DATA PROVIDED =>
____________________

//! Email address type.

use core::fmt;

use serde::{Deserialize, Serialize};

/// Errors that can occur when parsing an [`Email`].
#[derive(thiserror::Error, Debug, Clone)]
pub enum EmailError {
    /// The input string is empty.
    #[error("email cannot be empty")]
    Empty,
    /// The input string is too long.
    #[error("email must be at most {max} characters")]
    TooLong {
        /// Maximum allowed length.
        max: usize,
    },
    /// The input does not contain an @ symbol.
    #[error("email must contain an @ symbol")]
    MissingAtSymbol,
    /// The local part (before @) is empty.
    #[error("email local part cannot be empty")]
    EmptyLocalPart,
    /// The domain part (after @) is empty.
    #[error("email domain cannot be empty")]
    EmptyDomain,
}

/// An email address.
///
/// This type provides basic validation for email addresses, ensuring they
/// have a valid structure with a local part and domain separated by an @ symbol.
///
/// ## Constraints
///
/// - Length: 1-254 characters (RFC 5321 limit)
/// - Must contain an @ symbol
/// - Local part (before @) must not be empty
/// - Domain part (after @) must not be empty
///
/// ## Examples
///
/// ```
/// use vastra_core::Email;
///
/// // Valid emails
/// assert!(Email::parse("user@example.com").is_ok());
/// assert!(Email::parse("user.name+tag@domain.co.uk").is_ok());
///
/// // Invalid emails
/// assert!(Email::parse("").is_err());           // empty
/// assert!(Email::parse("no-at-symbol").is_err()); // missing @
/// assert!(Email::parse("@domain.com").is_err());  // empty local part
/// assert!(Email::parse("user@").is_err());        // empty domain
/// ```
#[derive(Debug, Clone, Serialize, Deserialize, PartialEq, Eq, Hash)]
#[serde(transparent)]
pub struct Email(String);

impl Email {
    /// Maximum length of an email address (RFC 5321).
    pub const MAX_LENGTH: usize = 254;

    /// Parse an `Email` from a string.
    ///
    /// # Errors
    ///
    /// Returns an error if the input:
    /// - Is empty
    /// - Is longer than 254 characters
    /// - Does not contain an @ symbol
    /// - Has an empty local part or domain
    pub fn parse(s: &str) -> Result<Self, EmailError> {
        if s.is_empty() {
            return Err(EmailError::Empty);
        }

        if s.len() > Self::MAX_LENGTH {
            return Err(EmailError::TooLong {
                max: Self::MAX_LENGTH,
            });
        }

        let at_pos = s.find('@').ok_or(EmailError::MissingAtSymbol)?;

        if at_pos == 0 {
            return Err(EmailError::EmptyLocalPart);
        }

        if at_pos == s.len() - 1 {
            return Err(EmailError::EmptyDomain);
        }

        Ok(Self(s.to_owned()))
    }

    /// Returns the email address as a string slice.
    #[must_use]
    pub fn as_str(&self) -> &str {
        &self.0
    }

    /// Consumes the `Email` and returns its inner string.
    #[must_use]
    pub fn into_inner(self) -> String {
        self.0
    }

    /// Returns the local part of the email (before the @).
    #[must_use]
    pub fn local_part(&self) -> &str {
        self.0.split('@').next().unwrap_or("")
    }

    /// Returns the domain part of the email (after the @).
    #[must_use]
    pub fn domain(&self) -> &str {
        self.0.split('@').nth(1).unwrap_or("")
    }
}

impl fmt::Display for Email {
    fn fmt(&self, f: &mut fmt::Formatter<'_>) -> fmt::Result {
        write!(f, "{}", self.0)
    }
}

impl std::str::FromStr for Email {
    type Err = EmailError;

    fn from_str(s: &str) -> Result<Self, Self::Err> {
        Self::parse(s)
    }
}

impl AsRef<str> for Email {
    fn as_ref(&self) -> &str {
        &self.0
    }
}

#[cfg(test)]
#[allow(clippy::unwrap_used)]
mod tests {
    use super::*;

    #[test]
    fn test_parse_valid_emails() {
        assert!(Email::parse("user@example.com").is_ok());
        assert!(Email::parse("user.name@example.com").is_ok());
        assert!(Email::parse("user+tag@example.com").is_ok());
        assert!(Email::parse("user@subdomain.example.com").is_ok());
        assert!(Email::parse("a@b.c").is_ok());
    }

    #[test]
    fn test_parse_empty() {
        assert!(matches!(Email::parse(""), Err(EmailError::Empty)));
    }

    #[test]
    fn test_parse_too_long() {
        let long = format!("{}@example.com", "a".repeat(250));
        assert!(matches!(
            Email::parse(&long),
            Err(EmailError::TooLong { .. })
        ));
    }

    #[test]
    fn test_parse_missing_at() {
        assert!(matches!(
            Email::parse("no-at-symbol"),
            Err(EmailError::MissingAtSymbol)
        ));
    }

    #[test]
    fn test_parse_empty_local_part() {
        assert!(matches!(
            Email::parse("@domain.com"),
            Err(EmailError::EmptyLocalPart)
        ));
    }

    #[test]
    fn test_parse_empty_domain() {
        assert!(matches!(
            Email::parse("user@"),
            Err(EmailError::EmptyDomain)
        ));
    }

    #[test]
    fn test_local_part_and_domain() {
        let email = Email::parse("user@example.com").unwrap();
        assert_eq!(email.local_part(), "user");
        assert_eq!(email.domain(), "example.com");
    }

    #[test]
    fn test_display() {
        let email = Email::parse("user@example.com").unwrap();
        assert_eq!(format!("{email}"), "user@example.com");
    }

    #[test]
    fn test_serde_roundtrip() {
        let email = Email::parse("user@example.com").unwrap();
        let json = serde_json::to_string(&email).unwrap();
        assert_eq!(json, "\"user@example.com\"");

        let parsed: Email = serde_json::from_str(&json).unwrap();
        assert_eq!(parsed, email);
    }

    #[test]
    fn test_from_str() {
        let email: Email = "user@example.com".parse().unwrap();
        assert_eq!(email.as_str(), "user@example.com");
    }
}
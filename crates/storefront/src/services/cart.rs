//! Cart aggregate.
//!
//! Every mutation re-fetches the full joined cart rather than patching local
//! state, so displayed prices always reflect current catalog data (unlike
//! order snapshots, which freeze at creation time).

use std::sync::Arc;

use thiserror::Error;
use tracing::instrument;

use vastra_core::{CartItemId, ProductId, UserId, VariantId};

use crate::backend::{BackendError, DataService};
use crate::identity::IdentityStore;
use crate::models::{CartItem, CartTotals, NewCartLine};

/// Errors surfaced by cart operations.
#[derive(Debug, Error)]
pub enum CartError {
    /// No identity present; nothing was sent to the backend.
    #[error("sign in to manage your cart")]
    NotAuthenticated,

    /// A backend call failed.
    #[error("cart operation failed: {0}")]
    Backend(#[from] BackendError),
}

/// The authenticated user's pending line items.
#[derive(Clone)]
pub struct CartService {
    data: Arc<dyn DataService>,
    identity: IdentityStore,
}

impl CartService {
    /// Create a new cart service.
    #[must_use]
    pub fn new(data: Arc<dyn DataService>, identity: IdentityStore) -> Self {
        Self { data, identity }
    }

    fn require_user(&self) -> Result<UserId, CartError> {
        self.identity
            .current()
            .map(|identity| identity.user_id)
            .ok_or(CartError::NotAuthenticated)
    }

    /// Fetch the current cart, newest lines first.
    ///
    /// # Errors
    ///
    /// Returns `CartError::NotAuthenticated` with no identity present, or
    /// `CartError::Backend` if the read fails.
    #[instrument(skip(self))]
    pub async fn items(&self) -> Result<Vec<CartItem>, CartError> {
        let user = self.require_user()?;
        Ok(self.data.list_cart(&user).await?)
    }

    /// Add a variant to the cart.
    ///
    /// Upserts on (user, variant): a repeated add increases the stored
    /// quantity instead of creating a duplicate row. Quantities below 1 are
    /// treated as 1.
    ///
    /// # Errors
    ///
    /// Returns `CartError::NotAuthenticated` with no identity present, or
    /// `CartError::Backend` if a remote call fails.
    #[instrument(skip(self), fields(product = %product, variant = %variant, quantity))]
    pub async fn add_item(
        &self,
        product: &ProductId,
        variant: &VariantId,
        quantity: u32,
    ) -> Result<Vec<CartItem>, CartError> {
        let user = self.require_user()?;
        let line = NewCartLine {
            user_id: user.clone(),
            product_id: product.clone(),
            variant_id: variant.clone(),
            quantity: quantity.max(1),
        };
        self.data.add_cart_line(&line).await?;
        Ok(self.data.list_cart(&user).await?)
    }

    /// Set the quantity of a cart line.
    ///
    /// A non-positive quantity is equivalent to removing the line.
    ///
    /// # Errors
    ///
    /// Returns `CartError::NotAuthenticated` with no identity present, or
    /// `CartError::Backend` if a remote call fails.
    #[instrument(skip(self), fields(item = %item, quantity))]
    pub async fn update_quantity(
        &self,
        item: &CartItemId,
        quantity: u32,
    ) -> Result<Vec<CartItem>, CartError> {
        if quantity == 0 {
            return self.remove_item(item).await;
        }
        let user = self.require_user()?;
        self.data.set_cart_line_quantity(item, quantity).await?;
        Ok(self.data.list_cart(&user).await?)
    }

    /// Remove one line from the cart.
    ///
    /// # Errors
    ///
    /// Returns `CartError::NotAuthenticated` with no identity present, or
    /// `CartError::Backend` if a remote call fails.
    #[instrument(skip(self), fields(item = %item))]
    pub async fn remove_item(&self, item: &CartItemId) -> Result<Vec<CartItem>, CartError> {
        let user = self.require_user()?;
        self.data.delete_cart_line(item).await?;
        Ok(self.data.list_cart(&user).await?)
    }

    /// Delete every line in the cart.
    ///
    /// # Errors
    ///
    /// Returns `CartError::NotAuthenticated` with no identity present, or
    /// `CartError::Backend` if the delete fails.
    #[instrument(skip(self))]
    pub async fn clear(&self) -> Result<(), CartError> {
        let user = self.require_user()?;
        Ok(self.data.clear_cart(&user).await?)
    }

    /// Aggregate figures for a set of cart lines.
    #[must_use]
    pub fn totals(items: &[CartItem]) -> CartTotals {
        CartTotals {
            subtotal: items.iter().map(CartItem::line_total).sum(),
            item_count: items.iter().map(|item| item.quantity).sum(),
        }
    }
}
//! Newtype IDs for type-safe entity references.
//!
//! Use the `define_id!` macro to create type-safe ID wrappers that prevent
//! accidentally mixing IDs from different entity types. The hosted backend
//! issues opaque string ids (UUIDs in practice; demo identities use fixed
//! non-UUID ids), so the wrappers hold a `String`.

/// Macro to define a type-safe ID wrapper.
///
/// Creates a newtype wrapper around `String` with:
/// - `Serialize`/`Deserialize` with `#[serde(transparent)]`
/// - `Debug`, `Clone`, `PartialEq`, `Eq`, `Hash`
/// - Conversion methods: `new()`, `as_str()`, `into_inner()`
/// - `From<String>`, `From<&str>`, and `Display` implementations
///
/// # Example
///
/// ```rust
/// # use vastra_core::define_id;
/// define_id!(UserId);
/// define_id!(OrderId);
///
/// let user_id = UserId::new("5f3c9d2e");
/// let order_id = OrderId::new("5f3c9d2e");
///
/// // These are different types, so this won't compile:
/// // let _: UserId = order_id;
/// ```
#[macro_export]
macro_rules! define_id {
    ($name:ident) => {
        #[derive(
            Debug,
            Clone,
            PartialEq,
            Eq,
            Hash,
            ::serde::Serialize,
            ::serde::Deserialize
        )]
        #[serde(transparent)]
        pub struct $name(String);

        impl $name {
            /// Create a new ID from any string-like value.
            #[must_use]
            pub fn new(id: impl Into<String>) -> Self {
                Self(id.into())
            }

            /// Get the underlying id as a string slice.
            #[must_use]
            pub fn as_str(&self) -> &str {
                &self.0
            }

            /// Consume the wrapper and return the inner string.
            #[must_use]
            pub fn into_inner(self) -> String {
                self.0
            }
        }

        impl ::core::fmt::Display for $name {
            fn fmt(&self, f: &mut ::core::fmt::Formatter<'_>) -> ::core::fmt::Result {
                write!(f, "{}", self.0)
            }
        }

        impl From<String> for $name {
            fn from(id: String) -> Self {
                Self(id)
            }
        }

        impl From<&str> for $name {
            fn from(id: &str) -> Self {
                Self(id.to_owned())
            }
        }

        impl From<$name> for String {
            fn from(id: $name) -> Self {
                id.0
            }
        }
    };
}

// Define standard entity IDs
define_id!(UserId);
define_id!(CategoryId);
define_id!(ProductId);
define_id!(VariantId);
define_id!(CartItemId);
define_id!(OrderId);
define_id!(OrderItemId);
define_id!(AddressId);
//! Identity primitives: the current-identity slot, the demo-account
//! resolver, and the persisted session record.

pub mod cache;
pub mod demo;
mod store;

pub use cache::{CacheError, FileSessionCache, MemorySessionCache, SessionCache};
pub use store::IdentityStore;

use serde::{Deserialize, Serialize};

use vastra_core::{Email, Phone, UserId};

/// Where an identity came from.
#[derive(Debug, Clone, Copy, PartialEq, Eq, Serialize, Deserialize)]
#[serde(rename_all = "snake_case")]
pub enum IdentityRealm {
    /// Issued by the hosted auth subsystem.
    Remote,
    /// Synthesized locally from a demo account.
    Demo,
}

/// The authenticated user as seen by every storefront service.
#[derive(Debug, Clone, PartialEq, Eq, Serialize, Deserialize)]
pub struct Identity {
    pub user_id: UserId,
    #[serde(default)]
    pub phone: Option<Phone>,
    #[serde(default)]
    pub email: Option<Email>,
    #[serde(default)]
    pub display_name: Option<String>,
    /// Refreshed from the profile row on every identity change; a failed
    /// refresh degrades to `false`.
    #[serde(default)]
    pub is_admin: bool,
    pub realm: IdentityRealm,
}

____________________

EXERCISE DESCRIPTION => Above this task is a listing. Restate, word for word and with nothing added, the lines from the one with "string is empty." through the one with "PartialEq, Eq, Hash)]".

REPLY =>
    /// The input string is empty.
    #[error("email cannot be empty")]
    Empty,
    /// The input string is too long.
    #[error("email must be at most {max} characters")]
    TooLong {
        /// Maximum allowed length.
        max: usize,
    },
    /// The input does not contain an @ symbol.
    #[error("email must contain an @ symbol")]
    MissingAtSymbol,
    /// The local part (before @) is empty.
    #[error("email local part cannot be empty")]
    EmptyLocalPart,
    /// The domain part (after @) is empty.
    #[error("email domain cannot be empty")]
    EmptyDomain,
}

/// An email address.
///
/// This type provides basic validation for email addresses, ensuring they
/// have a valid structure with a local part and domain separated by an @ symbol.
///
/// ## Constraints
///
/// - Length: 1-254 characters (RFC 5321 limit)
/// - Must contain an @ symbol
/// - Local part (before @) must not be empty
/// - Domain part (after @) must not be empty
///
/// ## Examples
///
/// ```
/// use vastra_core::Email;
///
/// // Valid emails
/// assert!(Email::parse("user@example.com").is_ok());
/// assert!(Email::parse("user.name+tag@domain.co.uk").is_ok());
///
/// // Invalid emails
/// assert!(Email::parse("").is_err());           // empty
/// assert!(Email::parse("no-at-symbol").is_err()); // missing @
/// assert!(Email::parse("@domain.com").is_err());  // empty local part
/// assert!(Email::parse("user@").is_err());        // empty domain
/// ```
#[derive(Debug, Clone, Serialize, Deserialize, PartialEq, Eq, Hash)]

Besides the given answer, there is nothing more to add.